_Work instructions:_ Please repeat the listing exactly, starting at its first line and stopping after the line that contains "configuration, which is".

[[ Records open ]]

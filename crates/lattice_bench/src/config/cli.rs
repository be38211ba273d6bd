//! Command-line parsing for the run configuration

use std::path::PathBuf;

use clap::Parser;

use super::{Config, ConfigError, FrameTimeSampling, RunConfiguration};

/// Command-line options
///
/// Every option is optional. Options that are given override the base
/// configuration, which is either the defaults or the file named by `--config`.
#[derive(Debug, Clone, Default, Parser)]
#[command(
    name = "lattice_bench_app",
    about = "Renders an N x N x N lattice of cubes as fast as possible and records FPS and frame times"
)]
pub struct CliArgs {
    /// Base configuration file (.toml or .ron)
    #[arg(long, value_name = "FILE")]
    pub config: Option<PathBuf>,

    /// Objects per lattice axis
    #[arg(short = 'n', long, value_name = "N")]
    pub cube_dimension: Option<u32>,

    /// Gap between neighbouring objects, in object sizes
    #[arg(short = 'p', long, value_name = "FACTOR")]
    pub cube_padding: Option<f32>,

    /// Run-time limit in seconds (0 = unlimited)
    #[arg(short = 's', long, value_name = "SECONDS")]
    pub seconds: Option<f64>,

    /// Frame-time sample limit (0 = unlimited)
    #[arg(short = 'c', long, value_name = "COUNT")]
    pub data_count: Option<u32>,

    /// Write the configuration artifact
    #[arg(long, value_name = "BOOL", num_args = 0..=1, default_missing_value = "true")]
    pub export_conf: Option<bool>,

    /// Record and write the FPS series
    #[arg(long, value_name = "BOOL", num_args = 0..=1, default_missing_value = "true")]
    pub record_fps: Option<bool>,

    /// Record and write the frame-time series
    #[arg(long, value_name = "BOOL", num_args = 0..=1, default_missing_value = "true")]
    pub record_frame_time: Option<bool>,

    /// Frame-time sampling policy
    #[arg(long, value_enum, value_name = "POLICY")]
    pub frame_time_sampling: Option<FrameTimeSampling>,

    /// Record the previous interval's FPS instead of the current one
    #[arg(long, value_name = "BOOL", num_args = 0..=1, default_missing_value = "true")]
    pub lagged_fps: Option<bool>,

    /// Render target width in pixels
    #[arg(long, value_name = "PIXELS")]
    pub width: Option<u32>,

    /// Render target height in pixels
    #[arg(long, value_name = "PIXELS")]
    pub height: Option<u32>,

    /// Directory for result artifacts
    #[arg(short = 'o', long, value_name = "DIR")]
    pub output_dir: Option<PathBuf>,

    /// PNG used as the cube texture
    #[arg(long, value_name = "FILE")]
    pub texture: Option<PathBuf>,

    /// Directory holding shader.vert and shader.frag
    #[arg(long, value_name = "DIR")]
    pub shader_dir: Option<PathBuf>,

    /// Run without a window
    #[arg(long, value_name = "BOOL", num_args = 0..=1, default_missing_value = "true")]
    pub headless: Option<bool>,
}

impl CliArgs {
    /// Parse a single whitespace-separated argument string
    pub fn parse_arg_string(args: &str) -> Result<Self, ConfigError> {
        let argv = std::iter::once("lattice_bench_app").chain(args.split_whitespace());
        Self::try_parse_from(argv).map_err(|e| ConfigError::Parse(e.to_string()))
    }

    /// Resolve the base configuration, apply overrides and validate
    pub fn into_run_configuration(self) -> Result<RunConfiguration, ConfigError> {
        let mut config = match &self.config {
            Some(path) => {
                log::info!("Loading run configuration from {}", path.display());
                RunConfiguration::load_from_file(path)?
            }
            None => RunConfiguration::default(),
        };

        self.apply_to(&mut config);
        config.validate()?;
        Ok(config)
    }

    fn apply_to(self, config: &mut RunConfiguration) {
        fn set<T>(slot: &mut T, value: Option<T>) {
            if let Some(value) = value {
                *slot = value;
            }
        }

        set(&mut config.cube_dimension, self.cube_dimension);
        set(&mut config.cube_padding, self.cube_padding);
        set(&mut config.seconds, self.seconds);
        set(&mut config.data_count, self.data_count);
        set(&mut config.export_conf, self.export_conf);
        set(&mut config.record_fps, self.record_fps);
        set(&mut config.record_frame_time, self.record_frame_time);
        set(&mut config.frame_time_sampling, self.frame_time_sampling);
        set(&mut config.lagged_fps, self.lagged_fps);
        set(&mut config.window_width, self.width);
        set(&mut config.window_height, self.height);
        set(&mut config.output_dir, self.output_dir);
        set(&mut config.headless, self.headless);

        if self.texture.is_some() {
            config.texture_path = self.texture;
        }
        if self.shader_dir.is_some() {
            config.shader_dir = self.shader_dir;
        }
    }
}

[[ Records closed ]]

_Reply:_
filename crates/lattice_bench/src/config/cli.rs
repository be38211ba273d6bd
//! Command-line parsing for the run configuration

use std::path::PathBuf;

use clap::Parser;

use super::{Config, ConfigError, FrameTimeSampling, RunConfiguration};

/// Command-line options
///
/// Every option is optional. Options that are given override the base
/// configuration, which is either the defaults or the file named by `--config`.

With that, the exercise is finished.